The data —
######
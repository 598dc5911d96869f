//! Advisory file locking with a bounded retry budget.
//!
//! Shared locks permit read parallelism between processes; exclusive
//! locks serialize writers. Acquisition is non-blocking with a fixed
//! back-off between attempts, so a wedged peer surfaces as
//! `LockUnavailable` instead of a hang.

use crate::config::StoreConfig;
use crate::error::StoreError;
use std::fs::File;
use std::os::unix::io::AsRawFd;

#[derive(Debug, Clone, Copy, PartialEq, Eq)]
pub(crate) enum LockKind {
    Shared,
    Exclusive,
}

/// Takes the advisory lock, retrying up to the configured budget.
pub(crate) fn lock(file: &File, kind: LockKind, config: &StoreConfig) -> Result<(), StoreError> {
    let op = match kind {
        LockKind::Shared => libc::LOCK_SH,
        LockKind::Exclusive => libc::LOCK_EX,
    } | libc::LOCK_NB;

    for attempt in 0..config.lock_attempts {
        let rc = unsafe { libc::flock(file.as_raw_fd(), op) };
        if rc == 0 {
            return Ok(());
        }
        let err = std::io::Error::last_os_error();
        if err.kind() != std::io::ErrorKind::WouldBlock {
            return Err(StoreError::Io(err));
        }
        if attempt + 1 < config.lock_attempts {
            std::thread::sleep(config.lock_backoff);
        }
    }
    Err(StoreError::LockUnavailable {
        attempts: config.lock_attempts,
    })
}

/// Releases the advisory lock.
pub(crate) fn unlock(file: &File) {
    // failure to unlock is unreported; the fd close releases it anyway
    unsafe {
        libc::flock(file.as_raw_fd(), libc::LOCK_UN);
    }
}

#[cfg(test)]
mod tests {
    use super::*;
    use std::time::Duration;

    #[test]
    fn test_exclusive_excludes_second_handle() {
        let tmp = tempfile::NamedTempFile::new().unwrap();
        let f1 = File::open(tmp.path()).unwrap();
        let f2 = File::open(tmp.path()).unwrap();
        let quick = StoreConfig::new(2, Duration::from_nanos(1000), 0o644);

        lock(&f1, LockKind::Exclusive, &quick).unwrap();
        let denied = lock(&f2, LockKind::Shared, &quick);
        assert!(matches!(
            denied,
            Err(StoreError::LockUnavailable { attempts: 2 })
        ));

        unlock(&f1);
        lock(&f2, LockKind::Shared, &quick).unwrap();
        unlock(&f2);
    }

    #[test]
    fn test_shared_locks_coexist() {
        let tmp = tempfile::NamedTempFile::new().unwrap();
        let f1 = File::open(tmp.path()).unwrap();
        let f2 = File::open(tmp.path()).unwrap();
        let quick = StoreConfig::new(2, Duration::from_nanos(1000), 0o644);

        lock(&f1, LockKind::Shared, &quick).unwrap();
        lock(&f2, LockKind::Shared, &quick).unwrap();
        unlock(&f1);
        unlock(&f2);
    }
}
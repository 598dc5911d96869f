//! The store superblock: one distinguished record identifying the file.

use crate::error::StoreError;
use std::ffi::CStr;
use std::time::{SystemTime, UNIX_EPOCH};

/// Key of the superblock record. Consumers never address it; cursor
/// traversal skips it.
pub const SUPERBLOCK_KEY: &str = "__superblock__";

/// Magic string opening every store file's superblock.
pub const MAGIC: &str = "ringstore";

/// On-disk format version this build reads and writes.
pub const VERSION: u32 = 1;

/// Identity of a store file: magic, version, creation time and the
/// originating host and operating system.
#[derive(Debug, Clone, PartialEq, Eq)]
pub struct Superblock {
    pub version: u32,
    /// Creation time, epoch seconds.
    pub created: u64,
    /// OS name (`uname` sysname).
    pub os: String,
    /// Host name (`uname` nodename).
    pub node: String,
    /// OS release.
    pub release: String,
    /// OS version string.
    pub os_version: String,
    /// Machine architecture.
    pub machine: String,
}

impl Superblock {
    /// Builds a fresh superblock for this host, stamped now.
    pub fn for_this_host() -> Self {
        let created = SystemTime::now()
            .duration_since(UNIX_EPOCH)
            .map_or(0, |d| d.as_secs());
        let u = uname_fields();
        Self {
            version: VERSION,
            created,
            os: u.0,
            node: u.1,
            release: u.2,
            os_version: u.3,
            machine: u.4,
        }
    }

    /// Serializes to the on-disk `|`-delimited record, null-terminated.
    pub fn encode(&self) -> Vec<u8> {
        let text = format!(
            "{}|{}|{}|{}|{}|{}|{}|{}",
            MAGIC,
            self.version,
            self.created,
            self.os,
            self.node,
            self.release,
            self.os_version,
            self.machine
        );
        let mut bytes = text.into_bytes();
        bytes.push(0);
        bytes
    }

    /// Parses an on-disk superblock record, checking magic and version.
    pub fn decode(path: &str, value: &[u8]) -> Result<Self, StoreError> {
        let text = value.strip_suffix(&[0]).unwrap_or(value);
        let text =
            std::str::from_utf8(text).map_err(|_| StoreError::BadMagic(path.to_string()))?;
        let mut fields = text.split('|');

        let magic = fields.next().unwrap_or("");
        if magic != MAGIC {
            return Err(StoreError::BadMagic(path.to_string()));
        }
        let version: u32 = fields
            .next()
            .and_then(|f| f.parse().ok())
            .ok_or_else(|| StoreError::Corrupt("superblock version".to_string()))?;
        if version != VERSION {
            return Err(StoreError::VersionMismatch {
                path: path.to_string(),
                found: version,
                want: VERSION,
            });
        }
        let created: u64 = fields
            .next()
            .and_then(|f| f.parse().ok())
            .ok_or_else(|| StoreError::Corrupt("superblock creation time".to_string()))?;
        let mut take = || fields.next().unwrap_or("").to_string();
        Ok(Self {
            version,
            created,
            os: take(),
            node: take(),
            release: take(),
            os_version: take(),
            machine: take(),
        })
    }
}

/// (sysname, nodename, release, version, machine) from `uname(2)`,
/// empty strings if the call fails.
fn uname_fields() -> (String, String, String, String, String) {
    let mut buf: libc::utsname = unsafe { std::mem::zeroed() };
    if unsafe { libc::uname(&mut buf) } != 0 {
        return Default::default();
    }
    let field = |raw: &[libc::c_char]| -> String {
        unsafe { CStr::from_ptr(raw.as_ptr()) }
            .to_string_lossy()
            .into_owned()
    };
    (
        field(&buf.sysname),
        field(&buf.nodename),
        field(&buf.release),
        field(&buf.version),
        field(&buf.machine),
    )
}

/// The short host name of this machine (up to the first dot).
pub fn short_hostname() -> String {
    let full = uname_fields().1;
    full.split('.').next().unwrap_or("").to_string()
}

#[cfg(test)]
mod tests {
    use super::*;

    #[test]
    fn test_encode_decode_round_trip() {
        let sb = Superblock {
            version: VERSION,
            created: 123_456,
            os: "Linux".to_string(),
            node: "ash".to_string(),
            release: "6.1".to_string(),
            os_version: "#1 SMP".to_string(),
            machine: "x86_64".to_string(),
        };
        let bytes = sb.encode();
        assert_eq!(*bytes.last().unwrap(), 0);
        let back = Superblock::decode("t.dat", &bytes).unwrap();
        assert_eq!(back, sb);
    }

    #[test]
    fn test_bad_magic_rejected() {
        let err = Superblock::decode("t.dat", b"gdbmfile|1|0|a|b|c|d|e\0");
        assert!(matches!(err, Err(StoreError::BadMagic(_))));
    }

    #[test]
    fn test_version_mismatch_rejected() {
        let err = Superblock::decode("t.dat", b"ringstore|999|0|a|b|c|d|e\0");
        assert!(matches!(
            err,
            Err(StoreError::VersionMismatch { found: 999, .. })
        ));
    }

    #[test]
    fn test_this_host_identity_present() {
        let sb = Superblock::for_this_host();
        assert_eq!(sb.version, VERSION);
        // uname on any test host yields a sysname
        assert!(!sb.os.is_empty());
    }
}
impl Table {
    /// Creates an empty table with no columns.
    pub fn new() -> Self {
        Self::default()
    }

    /// Creates a table with the given column order and no rows.
    pub fn with_columns<I, S>(names: I) -> Self
    where
        I: IntoIterator<Item = S>,
        S: Into<String>,
    {
        let mut t = Self::new();
        for name in names {
            // duplicate names collapse silently here; explicit adds report
            let _ = t.add_column(&name.into(), None);
        }
        t
    }

    /// Copies the donor's schema (columns, defaults, info rows) without rows.
    pub fn from_schema(donor: &Table) -> Self {
        Self {
            cols: donor.cols.clone(),
            rows: OrdMap::new(),
            next_row: 0,
            info: donor.info.clone(),
        }
    }

    // ---------------------------------------------------------------------
    // COLUMNS
    // ---------------------------------------------------------------------

    /// Appends a column. Existing rows and info rows get `default` / absent.
    pub fn add_column(&mut self, name: &str, default: Cell) -> Result<(), TableError> {
        if self.has_column(name) {
            return Err(TableError::DuplicateColumn(name.to_string()));
        }
        self.cols.push(Column {
            name: name.to_string(),
            default: default.clone(),
        });
        let ids: Vec<u64> = self.rows.keys().copied().collect();
        for id in ids {
            if let Some(row) = self.rows.get_mut(&id) {
                row.push(default.clone());
            }
        }
        for inf in &mut self.info {
            inf.cells.push(None);
        }
        Ok(())
    }

    /// Removes a column and its cell in every row and info row.
    pub fn remove_column(&mut self, name: &str) -> Result<(), TableError> {
        let idx = self
            .col_index(name)
            .ok_or_else(|| TableError::NoSuchColumn(name.to_string()))?;
        self.cols.remove(idx);
        let ids: Vec<u64> = self.rows.keys().copied().collect();
        for id in ids {
            if let Some(row) = self.rows.get_mut(&id) {
                row.remove(idx);
            }
        }
        for inf in &mut self.info {
            inf.cells.remove(idx);
        }
        Ok(())
    }

    /// Returns true if a column with this name exists.
    pub fn has_column(&self, name: &str) -> bool {
        self.col_index(name).is_some()
    }

    /// Column names in insertion order.
    pub fn column_names(&self) -> Vec<&str> {
        self.cols.iter().map(|c| c.name.as_str()).collect()
    }

    /// Number of columns.
    #[inline]
    pub fn ncols(&self) -> usize {
        self.cols.len()
    }

    /// Number of body rows.
    #[inline]
    pub fn nrows(&self) -> usize {
        self.rows.len()
    }

    /// Returns true if the table has no body rows.
    #[inline]
    pub fn is_empty(&self) -> bool {
        self.rows.is_empty()
    }

    fn col_index(&self, name: &str) -> Option<usize> {
        self.cols.iter().position(|c| c.name == name)
    }

    // ---------------------------------------------------------------------
    // ROWS
    // ---------------------------------------------------------------------

    /// Adds a row from (column, value) pairs, cloning the values.
    ///
    /// Unknown column names are ignored; columns not named take their
    /// default. Returns the new row id.
    pub fn add_row<'a, I>(&mut self, cells: I) -> u64
    where
        I: IntoIterator<Item = (&'a str, &'a str)>,
    {
        let owned: Vec<(String, Cell)> = cells
            .into_iter()
            .map(|(k, v)| (k.to_string(), Some(v.to_string())))
            .collect();
        self.add_row_cells(owned)
    }

    /// Adds a row from owned (column, cell) pairs: the donation form.
    ///
    /// The caller transfers ownership of the cells; nothing is cloned.
    pub fn add_row_cells(&mut self, cells: Vec<(String, Cell)>) -> u64 {
        let mut row: Vec<Cell> = self.cols.iter().map(|c| c.default.clone()).collect();
        for (name, cell) in cells {
            if let Some(idx) = self.col_index(&name) {
                row[idx] = cell;
            }
        }
        self.push_row(row)
    }

    /// Adds a row of column defaults and leaves the cursor on it.
    pub fn add_empty_row(&mut self) -> u64 {
        let row: Vec<Cell> = self.cols.iter().map(|c| c.default.clone()).collect();
        let id = self.push_row(row);
        self.rows.cursor_goto(&id);
        id
    }

    fn push_row(&mut self, row: Vec<Cell>) -> u64 {
        let id = self.next_row;
        self.next_row += 1;
        self.rows.insert(id, row);
        id
    }

    /// Cell of `row` under `col`; `None` covers missing row, missing
    /// column and absent cell alike.
    pub fn cell(&self, row: u64, col: &str) -> Option<&str> {
        let idx = self.col_index(col)?;
        self.rows.get(&row)?.get(idx)?.as_deref()
    }

    /// Replaces a cell addressed by row id and column name.
    pub fn replace_cell(&mut self, row: u64, col: &str, cell: Cell) -> Result<(), TableError> {
        let idx = self
            .col_index(col)
            .ok_or_else(|| TableError::NoSuchColumn(col.to_string()))?;
        let r = self
            .rows
            .get_mut(&row)
            .ok_or(TableError::NoSuchRow(row))?;
        r[idx] = cell;
        Ok(())
    }

    /// The row as (column, cell) pairs in column order.
    pub fn row(&self, id: u64) -> Option<Vec<(&str, Option<&str>)>> {
        let row = self.rows.get(&id)?;
        Some(
            self.cols
                .iter()
                .zip(row.iter())
                .map(|(c, cell)| (c.name.as_str(), cell.as_deref()))
                .collect(),
        )
    }

    /// The row as owned (column, cell) pairs, suitable for re-adding.
    pub fn row_owned(&self, id: u64) -> Option<Vec<(String, Cell)>> {
        let row = self.rows.get(&id)?;
        Some(
            self.cols
                .iter()
                .zip(row.iter())
                .map(|(c, cell)| (c.name.clone(), cell.clone()))
                .collect(),
        )
    }

    /// Row ids in insertion order.
    pub fn row_ids(&self) -> Vec<u64> {
        self.rows.keys().copied().collect()
    }

    // ---------------------------------------------------------------------
    // ROW CURSOR
    // ---------------------------------------------------------------------

    /// Positions the cursor on the first row.
    pub fn first(&mut self) -> Option<u64> {
        self.rows.cursor_first();
        self.current_row_id()
    }

    /// Positions the cursor on the last row.
    pub fn last(&mut self) -> Option<u64> {
        self.rows.cursor_last();
        self.current_row_id()
    }

    /// Advances the cursor; `None` once beyond the last row.
    pub fn next(&mut self) -> Option<u64> {
        self.rows.cursor_next();
        self.current_row_id()
    }

    /// Steps the cursor back.
    pub fn prev(&mut self) -> Option<u64> {
        self.rows.cursor_prev();
        self.current_row_id()
    }

    /// True when the cursor has run past the final row.
    #[inline]
    pub fn beyond_end(&self) -> bool {
        self.rows.cursor_beyond_end()
    }

    /// Positions the cursor on a specific row id.
    pub fn goto_row(&mut self, id: u64) -> bool {
        self.rows.cursor_goto(&id)
    }

    /// Row id under the cursor.
    pub fn current_row_id(&self) -> Option<u64> {
        self.rows.cursor_key().copied()
    }

    /// Cell of the current row under `col`.
    pub fn current_cell(&self, col: &str) -> Option<&str> {
        let idx = self.col_index(col)?;
        let (_, row) = self.rows.cursor_entry()?;
        row.get(idx)?.as_deref()
    }

    /// Replaces a cell of the current row.
    pub fn replace_current_cell(&mut self, col: &str, cell: Cell) -> Result<(), TableError> {
        let idx = self
            .col_index(col)
            .ok_or_else(|| TableError::NoSuchColumn(col.to_string()))?;
        let row = self.rows.cursor_value_mut().ok_or(TableError::NoCurrentRow)?;
        row[idx] = cell;
        Ok(())
    }

    /// Removes the current row; the cursor advances to its successor.
    pub fn remove_current_row(&mut self) -> Result<(), TableError> {
        self.rows
            .remove_at_cursor()
            .map(|_| ())
            .ok_or(TableError::NoCurrentRow)
    }

    // ---------------------------------------------------------------------
    // INFO ROWS
    // ---------------------------------------------------------------------

    /// Attaches (or replaces) an info row under `label` from (column,
    /// value) pairs. Unknown columns are ignored.
    pub fn add_info<'a, I>(&mut self, label: &str, cells: I)
    where
        I: IntoIterator<Item = (&'a str, &'a str)>,
    {
        let mut row: Vec<Cell> = vec![None; self.cols.len()];
        for (name, value) in cells {
            if let Some(idx) = self.col_index(name) {
                row[idx] = Some(value.to_string());
            }
        }
        self.set_info_cells(label, row);
    }

    /// Attaches (or replaces) an info row from cells already in column order.
    pub fn set_info_cells(&mut self, label: &str, mut cells: Vec<Cell>) {
        cells.resize(self.cols.len(), None);
        if let Some(inf) = self.info.iter_mut().find(|i| i.label == label) {
            inf.cells = cells;
        } else {
            self.info.push(InfoRow {
                label: label.to_string(),
                cells,
            });
        }
    }

    /// The info row under `label` as (column, cell) pairs.
    pub fn info(&self, label: &str) -> Option<Vec<(&str, Option<&str>)>> {
        let inf = self.info.iter().find(|i| i.label == label)?;
        Some(
            self.cols
                .iter()
                .zip(inf.cells.iter())
                .map(|(c, cell)| (c.name.as_str(), cell.as_deref()))
                .collect(),
        )
    }

    /// One cell of an info row.
    pub fn info_cell(&self, label: &str, col: &str) -> Option<&str> {
        let idx = self.col_index(col)?;
        let inf = self.info.iter().find(|i| i.label == label)?;
        inf.cells.get(idx)?.as_deref()
    }

    /// Info labels in attachment order.
    pub fn info_labels(&self) -> Vec<&str> {
        self.info.iter().map(|i| i.label.as_str()).collect()
    }

    /// Drops an info row.
    pub fn remove_info(&mut self, label: &str) {
        self.info.retain(|i| i.label != label);
    }

    /// The ruler row (`type` label), if attached.
    pub fn ruler(&self) -> Option<Vec<(&str, Option<&str>)>> {
        self.info(RULER_LABEL)
    }

    /// Appends a row of cells already in column order (scanner path).
    /// Short rows are padded with absent cells; long rows grow unnamed
    /// columns first via the caller.
    pub(crate) fn push_row_positional(&mut self, mut cells: Vec<Cell>) -> u64 {
        cells.resize(self.cols.len(), None);
        self.push_row(cells)
    }

    pub(crate) fn info_rows_raw(&self) -> impl Iterator<Item = (&str, &[Cell])> {
        self.info.iter().map(|i| (i.label.as_str(), i.cells.as_slice()))
    }

    pub(crate) fn row_cells_raw(&self, id: u64) -> Option<&[Cell]> {
        self.rows.get(&id).map(Vec::as_slice)
    }
}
######
Try it — Take every line from the data above that holds "disk" and copy it out.

Task output —
/// On-disk format version this build reads and writes.
    /// Serializes to the on-disk `|`-delimited record, null-terminated.
    /// Parses an on-disk superblock record, checking magic and version.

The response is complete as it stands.